Prompt ->
All records are to be restated exactly, each line as it reads.

Data for this exercise ->
**********
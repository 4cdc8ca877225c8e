use chrono::{DateTime, Utc};
use ratatui::{
    layout::{Alignment, Constraint, Direction, Layout, Rect},
    style::{Color, Modifier, Style},
    text::{Line as TextLine, Span},
    widgets::{
        canvas::{Canvas, Line},
        Block, BorderType, Borders, Cell, Clear, Paragraph, Row, Table, TableState, Tabs, Wrap,
    },
    Frame,
};

use dexscope_core::chain::{chain_name, SIDEBAR_CHAINS};
use dexscope_core::format::{
    format_age, format_amount, format_compact_usd, format_number, format_percent_change,
    format_percentage, format_price, format_time_ago, format_token_amount, format_usd,
    truncate_address,
};
use dexscope_core::models::{buy_ratio, PumpStage, StatsPeriod, Timeframe};
use dexscope_core::portfolio::ChainFilter;
use dexscope_core::sort::SortColumn;
use dexscope_core::wallets::WalletStore;

use crate::app::{
    App, FormField, Load, PortfolioView, PumpView, SearchModal, Theme, TokenTab, TokenView,
    TrendingSource, TrendingView, View,
};
use crate::filter::{FilterField, FilterModal};

const SIDEBAR_WIDTH: u16 = 20;
const RATIO_BAR_WIDTH: usize = 20;

fn change_color(value: f64) -> Color {
    if value >= 0.0 {
        Color::Green
    } else {
        Color::Red
    }
}

fn fresh_style(theme: Theme) -> Style {
    match theme {
        Theme::Light => Style::default().bg(Color::LightGreen),
        Theme::Dark => Style::default()
            .bg(Color::Rgb(20, 60, 30))
            .add_modifier(Modifier::BOLD),
    }
}

fn panel(title: impl Into<String>, border: Color) -> Block<'static> {
    Block::default()
        .borders(Borders::ALL)
        .border_type(BorderType::Rounded)
        .border_style(Style::default().fg(border))
        .title(title.into())
}

/// A rectangle of `percent_x` by `percent_y` centred in `area`.
fn centered_rect(percent_x: u16, percent_y: u16, area: Rect) -> Rect {
    let vertical = Layout::default()
        .direction(Direction::Vertical)
        .constraints([
            Constraint::Percentage((100 - percent_y) / 2),
            Constraint::Percentage(percent_y),
            Constraint::Percentage((100 - percent_y) / 2),
        ])
        .split(area);
    Layout::default()
        .direction(Direction::Horizontal)
        .constraints([
            Constraint::Percentage((100 - percent_x) / 2),
            Constraint::Percentage(percent_x),
            Constraint::Percentage((100 - percent_x) / 2),
        ])
        .split(vertical[1])[1]
}

/// Renders the loading or error state of a fetch. Returns true if it drew something.
fn render_status<T>(f: &mut Frame, load: &Load<T>, area: Rect, title: &str, border: Color) -> bool {
    let (text, color) = match load {
        Load::Ready(_) => return false,
        Load::Idle => ("Nothing to show yet".to_string(), Color::DarkGray),
        Load::Loading => ("Loading...".to_string(), Color::Yellow),
        Load::Failed(message) => (message.clone(), Color::Red),
    };
    let paragraph = Paragraph::new(TextLine::from(Span::styled(text, Style::default().fg(color))))
        .alignment(Alignment::Center)
        .wrap(Wrap { trim: true })
        .block(panel(title.to_string(), border));
    f.render_widget(paragraph, area);
    true
}

pub fn ui(f: &mut Frame, app: &mut App) {
    let (bg_color, fg_color, border_color) = match app.theme {
        Theme::Light => (Color::White, Color::Black, Color::Black),
        Theme::Dark => (Color::Rgb(20, 20, 25), Color::White, Color::DarkGray),
    };

    let base_style = Style::default().bg(bg_color).fg(fg_color);

    // Fill background
    let size = f.area();
    f.render_widget(Block::default().style(base_style), size);

    let main_layout = Layout::default()
        .direction(Direction::Horizontal)
        .constraints([Constraint::Length(SIDEBAR_WIDTH), Constraint::Min(0)])
        .split(size);

    render_sidebar(f, app, main_layout[0], border_color, fg_color);

    let center = Layout::default()
        .direction(Direction::Vertical)
        .constraints([
            Constraint::Length(3),
            Constraint::Min(0),
            Constraint::Length(1),
        ])
        .split(main_layout[1]);

    render_top_bar(f, app, center[0], border_color, fg_color);

    let now = Utc::now();
    let theme = app.theme;
    let title = app.trending_title();
    match &mut app.view {
        View::Trending(view) => render_trending(f, view, &title, center[1], border_color, now),
        View::Token(view) => render_token(f, view, theme, center[1], border_color, fg_color, now),
        View::Portfolio(view) => {
            render_portfolio(f, view, &app.wallets, center[1], border_color, fg_color)
        }
        View::PumpFun(view) => render_pump(f, view, theme, center[1], border_color, now),
    }

    render_footer(f, app, center[2], fg_color);

    if app.filter.open {
        render_filter_modal(f, &app.filter, size, border_color, base_style);
    }
    if app.search.open {
        render_search_modal(f, &app.search, size, border_color, base_style);
    }
}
**********
Answer space ->
repository 4cdc8ca877225c8e
use chrono::{DateTime, Utc};
use ratatui::{
    layout::{Alignment, Constraint, Direction, Layout, Rect},
    style::{Color, Modifier, Style},
    text::{Line as TextLine, Span},
    widgets::{
        canvas::{Canvas, Line},
        Block, BorderType, Borders, Cell, Clear, Paragraph, Row, Table, TableState, Tabs, Wrap,
    },
    Frame,
};

use dexscope_core::chain::{chain_name, SIDEBAR_CHAINS};
use dexscope_core::format::{
    format_age, format_amount, format_compact_usd, format_number, format_percent_change,
    format_percentage, format_price, format_time_ago, format_token_amount, format_usd,
    truncate_address,
};
use dexscope_core::models::{buy_ratio, PumpStage, StatsPeriod, Timeframe};
use dexscope_core::portfolio::ChainFilter;
use dexscope_core::sort::SortColumn;
use dexscope_core::wallets::WalletStore;

use crate::app::{
    App, FormField, Load, PortfolioView, PumpView, SearchModal, Theme, TokenTab, TokenView,
    TrendingSource, TrendingView, View,
};
use crate::filter::{FilterField, FilterModal};

const SIDEBAR_WIDTH: u16 = 20;
const RATIO_BAR_WIDTH: usize = 20;

fn change_color(value: f64) -> Color {
    if value >= 0.0 {
        Color::Green
    } else {
        Color::Red
    }
}

fn fresh_style(theme: Theme) -> Style {
    match theme {
        Theme::Light => Style::default().bg(Color::LightGreen),
        Theme::Dark => Style::default()
            .bg(Color::Rgb(20, 60, 30))
            .add_modifier(Modifier::BOLD),
    }
}

fn panel(title: impl Into<String>, border: Color) -> Block<'static> {
    Block::default()
        .borders(Borders::ALL)
        .border_type(BorderType::Rounded)
        .border_style(Style::default().fg(border))
        .title(title.into())
}

/// A rectangle of `percent_x` by `percent_y` centred in `area`.
fn centered_rect(percent_x: u16, percent_y: u16, area: Rect) -> Rect {
    let vertical = Layout::default()
        .direction(Direction::Vertical)
        .constraints([
            Constraint::Percentage((100 - percent_y) / 2),
            Constraint::Percentage(percent_y),
            Constraint::Percentage((100 - percent_y) / 2),
        ])
        .split(area);
    Layout::default()
        .direction(Direction::Horizontal)
        .constraints([
            Constraint::Percentage((100 - percent_x) / 2),
            Constraint::Percentage(percent_x),
            Constraint::Percentage((100 - percent_x) / 2),
        ])
        .split(vertical[1])[1]
}

/// Renders the loading or error state of a fetch. Returns true if it drew something.
fn render_status<T>(f: &mut Frame, load: &Load<T>, area: Rect, title: &str, border: Color) -> bool {
    let (text, color) = match load {
        Load::Ready(_) => return false,
        Load::Idle => ("Nothing to show yet".to_string(), Color::DarkGray),
        Load::Loading => ("Loading...".to_string(), Color::Yellow),
        Load::Failed(message) => (message.clone(), Color::Red),
    };
    let paragraph = Paragraph::new(TextLine::from(Span::styled(text, Style::default().fg(color))))
        .alignment(Alignment::Center)
        .wrap(Wrap { trim: true })
        .block(panel(title.to_string(), border));
    f.render_widget(paragraph, area);
    true
}

pub fn ui(f: &mut Frame, app: &mut App) {
    let (bg_color, fg_color, border_color) = match app.theme {
        Theme::Light => (Color::White, Color::Black, Color::Black),
        Theme::Dark => (Color::Rgb(20, 20, 25), Color::White, Color::DarkGray),
    };

    let base_style = Style::default().bg(bg_color).fg(fg_color);

    // Fill background
    let size = f.area();
    f.render_widget(Block::default().style(base_style), size);

    let main_layout = Layout::default()
        .direction(Direction::Horizontal)
        .constraints([Constraint::Length(SIDEBAR_WIDTH), Constraint::Min(0)])
        .split(size);

    render_sidebar(f, app, main_layout[0], border_color, fg_color);

    let center = Layout::default()
        .direction(Direction::Vertical)
        .constraints([
            Constraint::Length(3),
            Constraint::Min(0),
            Constraint::Length(1),
        ])
        .split(main_layout[1]);

    render_top_bar(f, app, center[0], border_color, fg_color);

    let now = Utc::now();
    let theme = app.theme;
    let title = app.trending_title();
    match &mut app.view {
        View::Trending(view) => render_trending(f, view, &title, center[1], border_color, now),
        View::Token(view) => render_token(f, view, theme, center[1], border_color, fg_color, now),
        View::Portfolio(view) => {
            render_portfolio(f, view, &app.wallets, center[1], border_color, fg_color)
        }
        View::PumpFun(view) => render_pump(f, view, theme, center[1], border_color, now),
    }

    render_footer(f, app, center[2], fg_color);

    if app.filter.open {
        render_filter_modal(f, &app.filter, size, border_color, base_style);
    }
    if app.search.open {
        render_search_modal(f, &app.search, size, border_color, base_style);
    }
}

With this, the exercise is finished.